* **Exercise description**:
Using the records provided below, locate and copy each line that contains the word "prevalence".

====== Entries supplied

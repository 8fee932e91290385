//! Run configuration.
//!
//! Every tunable the engine uses is a named field here rather than a constant
//! buried in an algorithm: speed-tier boundaries, the uncertainty scale, and
//! the threshold percentile were all derived empirically from one region's
//! data and must be re-validated per target geography. The validation report
//! echoes the values actually used.

use serde::{Deserialize, Serialize};

use crate::domain::Weights;
use crate::error::{AppError, ErrorKind};

/// External reference rates used by the benchmark-comparison check.
#[derive(Debug, Clone, Serialize, Deserialize)]
pub struct BenchmarkRates {
    /// Mean coronary-heart-disease prevalence.
    pub chd: f64,
    /// Mean stroke prevalence.
    pub stroke: f64,
    /// Mean high-blood-pressure prevalence.
    pub bphigh: f64,
}

impl Default for BenchmarkRates {
    fn default() -> Self {
        BenchmarkRates {
            chd: 0.065,
            stroke: 0.032,
            bphigh: 0.285,
        }
    }
}

/// Full engine configuration for one batch pass.
#[derive(Debug, Clone, Serialize, Deserialize)]
pub struct EngineConfig {
    // --- travel-time estimation -------------------------------------------
    /// Upper bound (miles) of the urban band.
    pub urban_max_miles: f64,
    pub urban_mph: f64,
    /// Upper bound (miles) of the regional band.
    pub regional_max_miles: f64,
    pub regional_mph: f64,
    /// Upper bound (miles) of the interstate band.
    pub interstate_max_miles: f64,
    pub interstate_mph: f64,
    /// Sustained speed beyond the interstate band.
    pub longhaul_mph: f64,
    /// Fractional schedule padding for long-haul trips (rest stops).
    pub longhaul_padding: f64,
    /// Minimum trip time in minutes; same-location pairs get exactly this.
    pub trip_floor_minutes: f64,
    /// Ceiling bounding pathological extreme-distance estimates.
    pub trip_cap_minutes: f64,

    // --- coordinate resolution --------------------------------------------
    /// Hard-abort when the unresolved-endpoint share exceeds this.
    pub resolution_gap_tolerance: f64,

    // --- matrix / threshold derivation -------------------------------------
    /// Percentile of per-unit minimum minutes used to derive the UDI
    /// threshold.
    pub threshold_percentile: f64,
    /// Fallback percentiles tried when the derived threshold yields a
    /// degenerate (0% or 100%) positive rate.
    pub threshold_fallbacks: Vec<f64>,
    /// Pairs between cooperative cancellation checks.
    pub cancel_check_interval: usize,

    // --- ensemble ----------------------------------------------------------
    pub weights: Weights,
    /// Scale applied to the cross-component standard-error proxy.
    pub uncertainty_scale: f64,
    /// Scores at or above this percentile are flagged high priority.
    pub high_priority_percentile: f64,

    // --- validation --------------------------------------------------------
    /// Plausible band for the mean ensemble score.
    pub mean_band: (f64, f64),
    /// Minimum acceptable score standard deviation.
    pub min_std: f64,
    /// Multicollinearity ceiling for pairwise component correlation.
    pub correlation_ceiling: f64,
    /// |z| above which a region is flagged for review.
    pub region_z_limit: f64,
    pub benchmarks: BenchmarkRates,
    /// Relative deviation tolerance for benchmark comparison.
    pub benchmark_tolerance: f64,
    /// Number of perturbed weight vectors in the sensitivity check.
    pub sensitivity_trials: usize,
    /// Std dev of the weight perturbation noise.
    pub sensitivity_sigma: f64,
    /// Seed making every perturbation reproducible.
    pub sensitivity_seed: u64,
    /// Rank-correlation floor for sensitivity stability.
    pub rank_corr_floor: f64,

    // --- calibration -------------------------------------------------------
    /// Bound on a single weight nudge.
    pub calibration_step: f64,
    /// Maximum validate-nudge-revalidate rounds per run.
    pub max_calibration_rounds: usize,
}

impl Default for EngineConfig {
    fn default() -> Self {
        EngineConfig {
            urban_max_miles: 50.0,
            urban_mph: 35.0,
            regional_max_miles: 150.0,
            regional_mph: 55.0,
            interstate_max_miles: 300.0,
            interstate_mph: 65.0,
            longhaul_mph: 60.0,
            longhaul_padding: 0.10,
            trip_floor_minutes: 5.0,
            trip_cap_minutes: 600.0,

            resolution_gap_tolerance: 0.05,

            threshold_percentile: 0.90,
            threshold_fallbacks: vec![0.85, 0.80, 0.75],
            cancel_check_interval: 1024,

            weights: Weights::default(),
            uncertainty_scale: 0.5,
            high_priority_percentile: 0.80,

            mean_band: (0.2, 0.8),
            min_std: 0.1,
            correlation_ceiling: 0.8,
            region_z_limit: 2.0,
            benchmarks: BenchmarkRates::default(),
            benchmark_tolerance: 0.25,
            sensitivity_trials: 12,
            sensitivity_sigma: 0.05,
            sensitivity_seed: 42,
            rank_corr_floor: 0.9,

            calibration_step: 0.05,
            max_calibration_rounds: 2,
        }
    }
}

impl EngineConfig {
    /// Reject configurations the pipeline cannot run with.
    pub fn validate(&self) -> Result<(), AppError> {
        self.weights.validate()?;

        let bands_ordered = self.urban_max_miles > 0.0
            && self.regional_max_miles > self.urban_max_miles
            && self.interstate_max_miles > self.regional_max_miles;
        if !bands_ordered {
            return Err(AppError::new(
                ErrorKind::InvalidInput,
                format!(
                    "Speed bands must be strictly increasing: {} / {} / {}",
                    self.urban_max_miles, self.regional_max_miles, self.interstate_max_miles
                ),
            ));
        }
        for (name, mph) in [
            ("urban_mph", self.urban_mph),
            ("regional_mph", self.regional_mph),
            ("interstate_mph", self.interstate_mph),
            ("longhaul_mph", self.longhaul_mph),
        ] {
            if !(mph.is_finite() && mph > 0.0) {
                return Err(AppError::new(
                    ErrorKind::InvalidInput,
                    format!("Invalid speed setting {name}: {mph}"),
                ));
            }
        }
        if !(self.trip_floor_minutes > 0.0 && self.trip_cap_minutes > self.trip_floor_minutes) {
            return Err(AppError::new(
                ErrorKind::InvalidInput,
                format!(
                    "Invalid trip time bounds: floor {} / cap {}",
                    self.trip_floor_minutes, self.trip_cap_minutes
                ),
            ));
        }
        if !(0.0..=1.0).contains(&self.resolution_gap_tolerance) {
            return Err(AppError::new(
                ErrorKind::InvalidInput,
                format!(
                    "resolution_gap_tolerance must be in [0,1], got {}",
                    self.resolution_gap_tolerance
                ),
            ));
        }
        for p in std::iter::once(self.threshold_percentile).chain(self.threshold_fallbacks.iter().copied())
        {
            if !(0.0 < p && p < 1.0) {
                return Err(AppError::new(
                    ErrorKind::InvalidInput,
                    format!("Threshold percentile must be in (0,1), got {p}"),
                ));
            }
        }
        if self.sensitivity_trials == 0 {
            return Err(AppError::new(
                ErrorKind::InvalidInput,
                "sensitivity_trials must be > 0",
            ));
        }
        if !(self.calibration_step > 0.0 && self.calibration_step <= 0.05 + 1e-12) {
            return Err(AppError::new(
                ErrorKind::InvalidInput,
                format!(
                    "calibration_step must be in (0, 0.05], got {}",
                    self.calibration_step
                ),
            ));
        }
        Ok(())
    }
}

============

* **Response**:
    /// Mean coronary-heart-disease prevalence.
    /// Mean stroke prevalence.
    /// Mean high-blood-pressure prevalence.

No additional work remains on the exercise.